◆ YOUR INSTRUCTIONS
Among the entries below, how many lines contain the string "right"? Reply with that number alone.

◆ EXERCISE MATERIALS

//! Listing screen view model.
//!
//! One `ListingViewModel` backs one listing screen for its lifetime: it
//! tracks the catalog fetch issued on activation, the user's query and
//! the filtered records the screen should render. All screen state
//! lives in a single sum type, so a screen can never be loading and
//! failed at the same time.

use crate::catalog::{FetchError, ShowRecord};
use crate::filter;

/// Which listing screen a view model is backing.
///
/// The two screens intentionally differ in how they treat an empty
/// query: the home listing shows the whole catalog, the search screen
/// shows nothing until something has been typed.
#[derive(Debug, Clone, Copy, PartialEq, Eq)]
pub enum ScreenKind {
    /// The home listing with its full catalog grid
    Home,
    /// The dedicated search screen
    Search,
}

/// The lifecycle of a listing screen.
#[derive(Debug, Clone, PartialEq)]
pub enum ListingState {
    /// The catalog fetch is still in flight
    Loading,
    /// The catalog arrived; `shows` holds the full fetched sequence
    Ready {
        /// Every record the fetch returned, in source order
        shows: Vec<ShowRecord>,
    },
    /// The fetch failed; the screen displays the message until torn down
    Failed {
        /// Human-readable description of what went wrong
        message: String,
    },
}

/// Handle for the catalog fetch of one screen activation.
///
/// The ticket is handed out when the view model enters `Loading` and
/// must be returned together with the fetch result. Tearing the screen
/// down invalidates the ticket, so a result that arrives late resolves
/// to a discard instead of a state change.
#[derive(Debug)]
pub struct FetchTicket {
    generation: u64,
}

/// Outcome of handing a fetch result back to the view model.
#[derive(Debug, Clone, Copy, PartialEq, Eq)]
pub enum FetchResolution {
    /// The result was applied and the screen state advanced
    Applied,
    /// The ticket was stale; the result was dropped without any effect
    Discarded,
}

/// State holder for one listing screen instance.
///
/// The record sequence is owned exclusively by the view model. It is
/// never mutated in place, only replaced wholesale when the fetch
/// resolves, and dropped with the view model when the screen goes away.
pub struct ListingViewModel {
    screen: ScreenKind,
    state: ListingState,
    query: String,
    visible: Vec<ShowRecord>,
    generation: u64,
}

impl ListingViewModel {
    /// Creates the view model for a freshly activated screen.
    ///
    /// The screen starts out loading. The returned ticket belongs to
    /// the one catalog fetch the caller is expected to start right
    /// away; there is no way to request another fetch later.
    pub fn new(screen: ScreenKind) -> (Self, FetchTicket) {
        let model = Self {
            screen,
            state: ListingState::Loading,
            query: String::new(),
            visible: Vec::new(),
            generation: 0,
        };
        let ticket = FetchTicket { generation: 0 };
        (model, ticket)
    }

    /// Current screen state.
    pub fn state(&self) -> &ListingState {
        &self.state
    }

    /// The query as last set through `set_query`.
    pub fn query(&self) -> &str {
        &self.query
    }

    /// The records the screen should render, already filtered.
    ///
    /// Empty unless the state is `Ready`.
    pub fn visible_shows(&self) -> &[ShowRecord] {
        &self.visible
    }

    /// Hands the result of the catalog fetch back to the view model.
    ///
    /// A current ticket advances `Loading` to `Ready` on success or to
    /// `Failed` on error; both transitions are terminal for this screen
    /// instance. A ticket invalidated by `detach` leaves the view model
    /// untouched and reports `Discarded`: a screen that was torn down
    /// while its fetch was pending must not receive a state update.
    pub fn resolve_fetch(
        &mut self,
        ticket: FetchTicket,
        result: Result<Vec<ShowRecord>, FetchError>,
    ) -> FetchResolution {
        if ticket.generation != self.generation {
            return FetchResolution::Discarded;
        }

        match result {
            Ok(shows) => {
                self.state = ListingState::Ready { shows };
                self.recompute_visible();
            }
            Err(error) => {
                self.state = ListingState::Failed {
                    message: error.to_string(),
                };
            }
        }
        FetchResolution::Applied
    }

    /// Marks the screen as torn down.
    ///
    /// Any outstanding fetch ticket becomes stale.
    pub fn detach(&mut self) {
        self.generation += 1;
    }

    /// Updates the query and recomputes the visible records.
    ///
    /// The recomputation is synchronous and idempotent: setting the
    /// same query again yields the same visible sequence. Outside of
    /// `Ready` the query is only stored and applied once the catalog
    /// arrives.
    pub fn set_query(&mut self, query: &str) {
        self.query = query.to_string();
        self.recompute_visible();
    }

    fn recompute_visible(&mut self) {
        let ListingState::Ready { shows } = &self.state else {
            self.visible = Vec::new();
            return;
        };
        self.visible = match self.screen {
            ScreenKind::Home => filter::filter_catalog(shows, &self.query),
            ScreenKind::Search => filter::filter_search(shows, &self.query),
        };
    }
}
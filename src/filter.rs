//! Title filtering for show listings.
//!
//! Filtering is a pure operation over an already fetched catalog: the
//! whole record sequence stays in memory and every query narrows it
//! again from scratch. There are two entry points because the home
//! listing and the search screen treat an empty query differently.

use crate::catalog::ShowRecord;

/// Narrows the home listing by a query.
///
/// An empty query leaves the catalog untouched; anything else keeps the
/// shows whose name contains the query. The relative order of the input
/// records is preserved.
pub fn filter_catalog(records: &[ShowRecord], query: &str) -> Vec<ShowRecord> {
    if query.is_empty() {
        return records.to_vec();
    }
    filter_by_name(records, query)
}

/// Narrows search results by a query.
///
/// Unlike the home listing, an empty query yields no results here: the
/// search screen shows suggestions instead of the full catalog until
/// the user has typed something.
pub fn filter_search(records: &[ShowRecord], query: &str) -> Vec<ShowRecord> {
    if query.is_empty() {
        return Vec::new();
    }
    filter_by_name(records, query)
}

/// Keeps the records whose name contains the query as a case-insensitive
/// substring. The query is literal text; characters like `.` or `*`
/// only match themselves.
fn filter_by_name(records: &[ShowRecord], query: &str) -> Vec<ShowRecord> {
    let needle = query.to_lowercase();
    records
        .iter()
        .filter(|record| record.name.to_lowercase().contains(&needle))
        .cloned()
        .collect()
}

#[cfg(test)]
mod tests {
    use super::*;

    /// Builds a minimal record; the filter only ever looks at the name.
    fn show(id: u32, name: &str) -> ShowRecord {
        ShowRecord {
            id,
            name: name.to_string(),
            summary: None,
            image: None,
            genres: Vec::new(),
            status: None,
            rating: None,
            runtime: None,
        }
    }

    fn names(records: &[ShowRecord]) -> Vec<&str> {
        records.iter().map(|record| record.name.as_str()).collect()
    }

    #[test]
    fn test_empty_query_on_home_listing_returns_everything() {
        let records = vec![show(1, "Breaking Bad"), show(2, "Girls")];

        let result = filter_catalog(&records, "");

        assert_eq!(result, records);
    }

    #[test]
    fn test_empty_query_on_search_returns_nothing() {
        let records = vec![show(1, "Breaking Bad"), show(2, "Girls")];

        let result = filter_search(&records, "");

        assert!(result.is_empty());
    }

    #[test]
    fn test_match_is_case_insensitive() {
        let records = vec![show(1, "Breaking Bad")];

        assert!(filter_search(&records, "bread").is_empty());
        assert_eq!(names(&filter_search(&records, "BREAK")), vec!["Breaking Bad"]);
        assert_eq!(names(&filter_search(&records, "king b")), vec!["Breaking Bad"]);
    }

    #[test]
    fn test_input_order_is_preserved() {
        let records = vec![show(3, "Zeta"), show(1, "Alpha"), show(2, "Azure")];

        let result = filter_catalog(&records, "a");

        assert_eq!(names(&result), vec!["Zeta", "Alpha", "Azure"]);
    }

    #[test]
    fn test_query_is_literal_text() {
        let records = vec![show(1, "Maxbeth"), show(2, "Ma.beth")];

        let result = filter_search(&records, "a.b");

        assert_eq!(names(&result), vec!["Ma.beth"]);
    }

    #[test]
    fn test_non_matching_query_yields_empty_result() {
        let records = vec![show(1, "Girls")];

        assert!(filter_catalog(&records, "severance").is_empty());
        assert!(filter_search(&records, "severance").is_empty());
    }
}
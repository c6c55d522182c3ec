use clap::{Parser, Subcommand};
use dialoguer::Input;
use showscout::{
    CatalogProvider, ListingState, ListingViewModel, ScreenKind, ShowRecord, TvMazeCatalog,
};
use std::process;

/// Suggestions shown on the search screen before the first query.
const POPULAR_SEARCHES: [&str; 5] = ["Action", "Comedy", "Drama", "Thriller", "Sci-Fi"];

/// Width of one column in the two-column show grid.
const COLUMN_WIDTH: usize = 38;

#[derive(Parser)]
#[command(
    name = "showscout",
    version,
    about = "Browse and search the TVMaze show catalog from your terminal"
)]
struct Cli {
    #[command(subcommand)]
    command: Option<Command>,
}

#[derive(Subcommand)]
enum Command {
    /// List the catalog as a grid, optionally narrowed by a query
    Browse {
        /// Only list shows whose title contains this text
        #[arg(long)]
        query: Option<String>,
    },
    /// Search the catalog interactively
    Search {
        /// Initial query; the prompt loop starts with its results
        query: Option<String>,
    },
    /// Print the details of a single show
    Details {
        /// TVMaze id of the show, as printed by browse and search
        id: u32,
    },
}

fn main() {
    let cli = Cli::parse();

    match cli.command.unwrap_or(Command::Browse { query: None }) {
        Command::Browse { query } => run_browse(query.as_deref().unwrap_or("")),
        Command::Search { query } => run_search(query),
        Command::Details { id } => run_details(id),
    }
}

/// Fetches the catalog for one screen activation.
///
/// On failure the error is printed and the process exits: the error
/// screen is terminal for this activation, there is no retry.
fn load_listing(screen: ScreenKind) -> ListingViewModel {
    let (mut model, ticket) = ListingViewModel::new(screen);
    println!("Loading catalog from TVMaze...");

    let provider = TvMazeCatalog::new();
    model.resolve_fetch(ticket, provider.fetch_all());

    if let ListingState::Failed { message } = model.state() {
        eprintln!("Error: {}", message);
        process::exit(1);
    }
    model
}

/// The home listing: the whole catalog, optionally narrowed.
fn run_browse(query: &str) {
    let mut model = load_listing(ScreenKind::Home);
    model.set_query(query);

    if model.visible_shows().is_empty() {
        if query.is_empty() {
            println!("The catalog came back empty.");
        } else {
            println!("No results found for \"{}\".", query);
        }
        return;
    }

    render_grid(model.visible_shows());
}

/// The search screen: an interactive prompt loop over the fetched catalog.
fn run_search(initial_query: Option<String>) {
    let mut model = load_listing(ScreenKind::Search);

    if initial_query.is_none() {
        println!("Popular searches: {}\n", POPULAR_SEARCHES.join(", "));
    }

    let mut next_query = initial_query;
    loop {
        let query = match next_query.take() {
            Some(query) => query,
            None => Input::<String>::new()
                .with_prompt("Search for shows (empty to quit)")
                .allow_empty(true)
                .interact_text()
                .unwrap_or_default(),
        };

        // An empty query ends the session; the search screen never
        // renders the full catalog.
        if query.is_empty() {
            break;
        }

        model.set_query(&query);
        if model.visible_shows().is_empty() {
            println!("No results found for \"{}\".\n", query);
        } else {
            render_grid(model.visible_shows());
        }
    }

    model.detach();
}

/// The details screen for one show, looked up by its id.
fn run_details(id: u32) {
    let model = load_listing(ScreenKind::Home);

    // The home listing with an empty query is the full catalog
    let Some(show) = model.visible_shows().iter().find(|show| show.id == id) else {
        eprintln!("Error: No show with id {} in the catalog.", id);
        process::exit(1);
    };

    render_details(show);
}

/// Renders show records as a two-column grid of title and summary lines.
fn render_grid(shows: &[ShowRecord]) {
    println!();
    for row in shows.chunks(2) {
        let titles: Vec<String> = row.iter().map(title_cell).collect();
        let summaries: Vec<String> = row.iter().map(summary_cell).collect();
        println!("{}", join_cells(&titles));
        println!("{}", join_cells(&summaries));
        println!();
    }
    println!("{} show(s)", shows.len());
}

/// One grid title cell: id, name and rating, shortened to the column width.
fn title_cell(show: &ShowRecord) -> String {
    let rating = show
        .rating
        .map(|rating| format!(" [{:.1}]", rating))
        .unwrap_or_default();
    shorten(&format!("#{} {}{}", show.id, show.name, rating), COLUMN_WIDTH)
}

/// One grid summary cell: the first line of the summary, tags stripped.
fn summary_cell(show: &ShowRecord) -> String {
    shorten(&display_summary(show), COLUMN_WIDTH)
}

/// Pads the left cell so the right cell starts at a fixed column.
fn join_cells(cells: &[String]) -> String {
    match cells {
        [left, right] => format!("{:<width$}  {}", left, right, width = COLUMN_WIDTH),
        [left] => left.clone(),
        _ => String::new(),
    }
}

/// Prints the details view for a single show.
fn render_details(show: &ShowRecord) {
    println!("\n=== {} ===\n", show.name);
    println!("{}\n", display_summary(show));

    let genres = if show.genres.is_empty() {
        "N/A".to_string()
    } else {
        show.genres.join(", ")
    };
    println!("  Genre:   {}", genres);
    println!("  Status:  {}", show.status.as_deref().unwrap_or("N/A"));
    match show.rating {
        Some(rating) => println!("  Rating:  {:.1}", rating),
        None => println!("  Rating:  N/A"),
    }
    match show.runtime {
        Some(runtime) => println!("  Runtime: {} minutes", runtime),
        None => println!("  Runtime: N/A"),
    }
    if let Some(image) = &show.image {
        if let Some(url) = image.original.as_deref().or(image.medium.as_deref()) {
            println!("  Poster:  {}", url);
        }
    }
}

/// The show summary as plain text, with a fallback for shows without one.
fn display_summary(show: &ShowRecord) -> String {
    show.summary
        .as_deref()
        .map(|summary| nanohtml2text::html2text(summary).trim().to_string())
        .filter(|summary| !summary.is_empty())
        .unwrap_or_else(|| "No summary available.".to_string())
}

/// Shortens a string to `max` characters, marking the cut with an ellipsis.
fn shorten(text: &str, max: usize) -> String {
    if text.chars().count() <= max {
        return text.to_string();
    }
    let mut shortened: String = text.chars().take(max.saturating_sub(3)).collect();
    shortened.push_str("...");
    shortened
}
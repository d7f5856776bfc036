//! # rustic-os: hardware-interrupt and device-input layer
//!
//! The interrupt plumbing of a small educational 32-bit kernel: vector
//! table construction, PIC remapping and acknowledgement, the common
//! dispatch path from a hardware event to its driver, and the three
//! device decoders that sit on top — PS/2 keyboard, interval timer and
//! CMOS clock.
//!
//! ## Layout
//!
//! | Module       | Owns                                              |
//! |--------------|---------------------------------------------------|
//! | `port`       | the `PortBus` seam all hardware access goes through |
//! | `interrupts` | vector table, PIC driver, dispatch router         |
//! | `drivers`    | keyboard decoder, PIT tick counter, RTC reader    |
//! | `arch`       | x86 bindings, serial diagnostics, global wiring   |
//!
//! The filesystem, shell, display and allocator are external
//! collaborators: they consume key events and tick counts from here
//! and never reach past the seams.
//!
//! ## Usage
//!
//! ```ignore
//! rustic_os::arch::init();              // remap PIC, reset drivers
//! rustic_os::arch::enable_interrupts(); // from here on IRQs dispatch
//!
//! while let Some(event) = rustic_os::arch::next_key_event() {
//!     shell.process_input(event.character);
//! }
//! ```

#![cfg_attr(not(test), no_std)]

pub mod arch;
pub mod drivers;
pub mod interrupts;
pub mod port;

pub use drivers::{CmosClock, KeyEvent, Pit, RtcError, RtcTime, ScancodeDecoder};
pub use interrupts::{Dispatcher, FaultAction};
pub use port::PortBus;
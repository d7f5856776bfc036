//! # Programmable Interval Timer (8254 PIT)
//!
//! Programs channel 0's firing rate and keeps the monotonic tick count
//! advanced by IRQ0. The tick counter is the only timer state shared
//! with foreground code; it is a single relaxed atomic, so readers
//! tolerate it changing between consecutive loads.

use core::sync::atomic::{AtomicU64, Ordering};

use crate::arch::without_interrupts;
use crate::port::PortBus;

/// Channel 0 input frequency in Hz.
pub const BASE_FREQUENCY: u32 = 1_193_182;

/// Lowest programmable rate: the divisor must fit the 16-bit counter.
pub const MIN_FREQUENCY: u32 = 19;

const CHANNEL_0_DATA: u16 = 0x40;
const COMMAND: u16 = 0x43;

// Channel 0, lobyte/hibyte access, mode 3 (square wave), binary.
const CMD_CHANNEL_0_SQUARE_WAVE: u8 = 0x36;

/// Timer driver: channel programming plus tick accounting.
pub struct Pit {
    ticks: AtomicU64,
}

impl Pit {
    pub const fn new() -> Self {
        Self {
            ticks: AtomicU64::new(0),
        }
    }

    /// Program channel 0 to fire at (approximately) `hz`.
    ///
    /// The request is clamped to `[MIN_FREQUENCY, BASE_FREQUENCY]` and
    /// the divisor computed by integer division. Interrupts stay
    /// disabled for the command-and-divisor write sequence: a timer
    /// interrupt against a half-written divisor is undefined. Returns
    /// the divisor actually programmed.
    pub fn set_frequency<B: PortBus>(&self, bus: &mut B, hz: u32) -> u16 {
        let hz = hz.clamp(MIN_FREQUENCY, BASE_FREQUENCY);
        let divisor = (BASE_FREQUENCY / hz) as u16;

        without_interrupts(|| {
            bus.write_byte(COMMAND, CMD_CHANNEL_0_SQUARE_WAVE);
            bus.write_byte(CHANNEL_0_DATA, (divisor & 0xFF) as u8);
            bus.write_byte(CHANNEL_0_DATA, (divisor >> 8) as u8);
        });

        divisor
    }

    /// Program channel 0 to its power-on rate of ~18.2 Hz.
    ///
    /// Divisor 0 is hardware shorthand for 65536, giving
    /// 1193182 / 65536 = 18.2065 Hz. This is the rate the
    /// [`Pit::seconds`] and [`Pit::milliseconds`] projections assume,
    /// so initialization runs it explicitly rather than trusting the
    /// firmware to have left the channel alone.
    pub fn program_default<B: PortBus>(&self, bus: &mut B) {
        without_interrupts(|| {
            bus.write_byte(COMMAND, CMD_CHANNEL_0_SQUARE_WAVE);
            bus.write_byte(CHANNEL_0_DATA, 0);
            bus.write_byte(CHANNEL_0_DATA, 0);
        });
    }

    /// Interrupt-path entry: count one IRQ0 firing.
    pub fn record_tick(&self) {
        self.ticks.fetch_add(1, Ordering::Relaxed);
    }

    /// Ticks since boot.
    pub fn ticks(&self) -> u64 {
        self.ticks.load(Ordering::Relaxed)
    }

    /// Elapsed seconds, assuming the default ~18.2 Hz rate.
    ///
    /// Integer approximation (ticks * 10 / 182); reprogramming the
    /// channel with [`Pit::set_frequency`] does not rescale this.
    pub fn seconds(&self) -> u64 {
        self.ticks() * 10 / 182
    }

    /// Elapsed milliseconds, assuming the default ~18.2 Hz rate.
    ///
    /// Integer approximation (ticks * 549 / 10); reprogramming the
    /// channel with [`Pit::set_frequency`] does not rescale this.
    pub fn milliseconds(&self) -> u64 {
        self.ticks() * 549 / 10
    }
}

impl Default for Pit {
    fn default() -> Self {
        Self::new()
    }
}

#[cfg(test)]
mod tests {
    use super::*;
    use crate::port::fake::FakePortBus;

    #[test]
    fn set_frequency_writes_command_then_divisor_halves() {
        let pit = Pit::new();
        let mut bus = FakePortBus::new();
        let divisor = pit.set_frequency(&mut bus, 100);

        assert_eq!(divisor, 11931);
        assert_eq!(
            bus.writes,
            vec![
                (COMMAND, 0x36),
                (CHANNEL_0_DATA, (11931u16 & 0xFF) as u8),
                (CHANNEL_0_DATA, (11931u16 >> 8) as u8),
            ]
        );
    }

    #[test]
    fn frequency_is_clamped_at_both_ends() {
        let pit = Pit::new();
        let mut bus = FakePortBus::new();

        // Below the minimum: clamps to 19 Hz.
        assert_eq!(pit.set_frequency(&mut bus, 0), (BASE_FREQUENCY / 19) as u16);
        // Above the base: clamps to the base frequency, divisor 1.
        assert_eq!(pit.set_frequency(&mut bus, 2_000_000), 1);
        // Exactly the base.
        assert_eq!(pit.set_frequency(&mut bus, 1_193_182), 1);
    }

    #[test]
    fn divisor_is_exact_integer_division() {
        let pit = Pit::new();
        let mut bus = FakePortBus::new();
        assert_eq!(pit.set_frequency(&mut bus, 1000), 1193);
        assert_eq!(pit.set_frequency(&mut bus, 19), 62799);
    }

    #[test]
    fn program_default_selects_the_full_divisor() {
        let pit = Pit::new();
        let mut bus = FakePortBus::new();
        pit.program_default(&mut bus);

        // Divisor bytes 0/0 mean 65536: the ~18.2 Hz power-on rate.
        assert_eq!(
            bus.writes,
            vec![(COMMAND, 0x36), (CHANNEL_0_DATA, 0), (CHANNEL_0_DATA, 0)]
        );
    }

    #[test]
    fn ticks_advance_one_per_firing() {
        let pit = Pit::new();
        assert_eq!(pit.ticks(), 0);
        for _ in 0..5 {
            pit.record_tick();
        }
        assert_eq!(pit.ticks(), 5);
    }

    #[test]
    fn derived_times_use_the_fixed_rate() {
        let pit = Pit::new();
        for _ in 0..182 {
            pit.record_tick();
        }
        // 182 ticks at ~18.2 Hz is ten seconds.
        assert_eq!(pit.seconds(), 10);
        assert_eq!(pit.milliseconds(), 182 * 549 / 10);
    }
}
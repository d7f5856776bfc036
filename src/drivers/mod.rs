//! Device Drivers
//!
//! This module contains drivers for the devices this layer owns:
//! - PS/2 keyboard scan-code decoder (IRQ1)
//! - Programmable interval timer (IRQ0)
//! - CMOS real-time clock (polled, no IRQ)

pub mod pit;
pub mod ps2_keyboard;
pub mod rtc;

pub use pit::Pit;
pub use ps2_keyboard::{KeyEvent, KeyboardDriver, ScancodeDecoder};
pub use rtc::{CmosClock, RtcError, RtcTime};
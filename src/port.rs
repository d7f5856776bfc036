//! # Port Accessor
//!
//! The single seam between the drivers and hardware I/O ports. Every
//! register access in this crate goes through [`PortBus`]; production
//! binds it to real `in`/`out` instructions (`crate::arch::IoPortBus`),
//! tests bind it to an in-memory fake that records writes and serves
//! scripted reads.
//!
//! Port accesses are presumed to have hardware side effects. No
//! implementation may buffer, cache or elide them.

/// Byte-wide access to the I/O port address space.
pub trait PortBus {
    /// Read one byte from `port`.
    fn read_byte(&mut self, port: u16) -> u8;

    /// Write one byte to `port`.
    fn write_byte(&mut self, port: u16, value: u8);
}


#[cfg(test)]
mod tests {
    use super::fake::FakePortBus;
    use super::PortBus;

    #[test]
    fn scripted_reads_come_before_latched_writes() {
        let mut bus = FakePortBus::new();
        bus.write_byte(0x21, 0xFC);
        bus.script_read(0x21, 0xAA);
        assert_eq!(bus.read_byte(0x21), 0xAA);
        assert_eq!(bus.read_byte(0x21), 0xFC);
    }

    #[test]
    fn unwritten_port_reads_default() {
        let mut bus = FakePortBus::new();
        assert_eq!(bus.read_byte(0x60), 0);
        bus.set_default(0x71, 0x80);
        assert_eq!(bus.read_byte(0x71), 0x80);
    }
}
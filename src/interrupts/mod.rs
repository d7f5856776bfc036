//! # Interrupt Handling
//!
//! Vector table construction, controller (PIC) driving and the common
//! dispatch path from a hardware event to its owning driver.
//!
//! ## Vector Layout
//!
//! | Vector | Type                 | Owner                       |
//! |--------|----------------------|-----------------------------|
//! | 0-31   | CPU exception        | `Dispatcher::handle_exception` |
//! | 32     | Timer (IRQ0)         | tick counter                |
//! | 33     | Keyboard (IRQ1)      | scancode decoder            |
//! | 34-47  | Other IRQ lines      | acknowledged, ignored       |
//! | 48-255 | Absent               | —                           |
//!
//! The 32-vector remap offset is a wire-format contract with the
//! controller's vector-base registers and must not change.

pub mod dispatch;
pub mod idt;
pub mod pic;

pub use dispatch::{Dispatcher, FaultAction};

/// Number of CPU exception vectors (0-31).
pub const EXCEPTION_COUNT: usize = 32;

/// Number of hardware request lines across both controllers.
pub const IRQ_LINES: usize = 16;

/// First vector assigned to a request line: line `n` fires vector
/// `IRQ_BASE + n`.
pub const IRQ_BASE: u8 = 32;

/// Total vector table entries.
pub const VECTOR_COUNT: usize = 256;
//! # Platform Adapter (x86)
//!
//! Everything that touches real CPU state lives here: the port
//! instruction binding, interrupt-flag control, the halt loop, the
//! serial diagnostic sink and the global dispatcher the assembly
//! trampolines call into. The portable modules receive only plain
//! values and the [`PortBus`](crate::port::PortBus) seam; nothing
//! outside this file executes a privileged instruction.
//!
//! The register save/restore trampolines themselves are assembly and
//! live with the boot code; their contract is the two `extern "C"`
//! entry points below, reached after the vector/line number (and error
//! code, when the vector pushes one) have been extracted.

/// Run `f` with interrupts masked, restoring the previous state after.
///
/// Handlers rely on this property explicitly: it is not automatic in
/// every target environment.
#[cfg(all(target_arch = "x86_64", not(test)))]
pub fn without_interrupts<R>(f: impl FnOnce() -> R) -> R {
    x86_64::instructions::interrupts::without_interrupts(f)
}

/// Hosted stand-in: there is no interrupt flag to mask.
#[cfg(any(not(target_arch = "x86_64"), test))]
pub fn without_interrupts<R>(f: impl FnOnce() -> R) -> R {
    f()
}

#[cfg(target_arch = "x86_64")]
mod x86 {
    use spin::Mutex;
    use uart_16550::SerialPort;
    use x86_64::instructions::port::Port;

    use super::without_interrupts;
    use crate::drivers::ps2_keyboard::KeyEvent;
    use crate::interrupts::dispatch::{Dispatcher, FaultAction};
    use crate::port::PortBus;

    /// Production port accessor: every call is a real `in`/`out`
    /// instruction, never buffered or reordered.
    pub struct IoPortBus;

    impl PortBus for IoPortBus {
        fn read_byte(&mut self, port: u16) -> u8 {
            unsafe { Port::<u8>::new(port).read() }
        }

        fn write_byte(&mut self, port: u16, value: u8) {
            unsafe { Port::<u8>::new(port).write(value) }
        }
    }

    pub static SERIAL: Mutex<SerialPort> = Mutex::new(unsafe { SerialPort::new(0x3F8) });

    /// The one dispatcher instance shared by the trampolines and the
    /// foreground accessors.
    pub static DISPATCHER: Mutex<Dispatcher> = Mutex::new(Dispatcher::new());

    /// Remap the interrupt controller and reset driver state. Must run
    /// before [`enable_interrupts`]; the vector table is loaded by the
    /// boot code beforehand.
    pub fn init() {
        SERIAL.lock().init();
        let mut bus = IoPortBus;
        DISPATCHER.lock().initialize(&mut bus);
    }

    pub fn enable_interrupts() {
        x86_64::instructions::interrupts::enable();
    }

    /// Report-and-stop endpoint for fatal exceptions.
    pub fn halt_forever() -> ! {
        x86_64::instructions::interrupts::disable();
        loop {
            x86_64::instructions::hlt();
        }
    }

    /// Trampoline target for vectors 0-31.
    #[no_mangle]
    pub extern "C" fn exception_entry(vector: u8, error_code: u32) {
        let action = {
            let mut serial = SERIAL.lock();
            DISPATCHER
                .lock()
                .handle_exception(vector, error_code, &mut *serial)
        };
        if action == FaultAction::Halt {
            halt_forever();
        }
    }

    /// Trampoline target for vectors 32-47 (line = vector - 32).
    #[no_mangle]
    pub extern "C" fn irq_entry(line: u8) {
        let mut bus = IoPortBus;
        DISPATCHER.lock().handle_request_line(line, &mut bus);
    }

    /// Next decoded key event, non-blocking.
    ///
    /// Takes the dispatcher lock with interrupts masked so an IRQ
    /// cannot arrive while foreground code holds it.
    pub fn next_key_event() -> Option<KeyEvent> {
        without_interrupts(|| DISPATCHER.lock().next_key_event())
    }

    pub fn ticks() -> u64 {
        without_interrupts(|| DISPATCHER.lock().ticks())
    }

    pub fn seconds() -> u64 {
        without_interrupts(|| DISPATCHER.lock().seconds())
    }

    pub fn milliseconds() -> u64 {
        without_interrupts(|| DISPATCHER.lock().milliseconds())
    }
}

#[cfg(target_arch = "x86_64")]
pub use x86::{
    enable_interrupts, exception_entry, halt_forever, init, irq_entry, milliseconds,
    next_key_event, seconds, ticks, DISPATCHER, IoPortBus, SERIAL,
};

#[cfg(target_arch = "x86_64")]
#[macro_export]
macro_rules! println {
    ($($arg:tt)*) => {{
        use core::fmt::Write;
        let mut serial = $crate::arch::SERIAL.lock();
        let _ = writeln!(serial, $($arg)*);
    }};
}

◆ EXPECTED ANSWER
3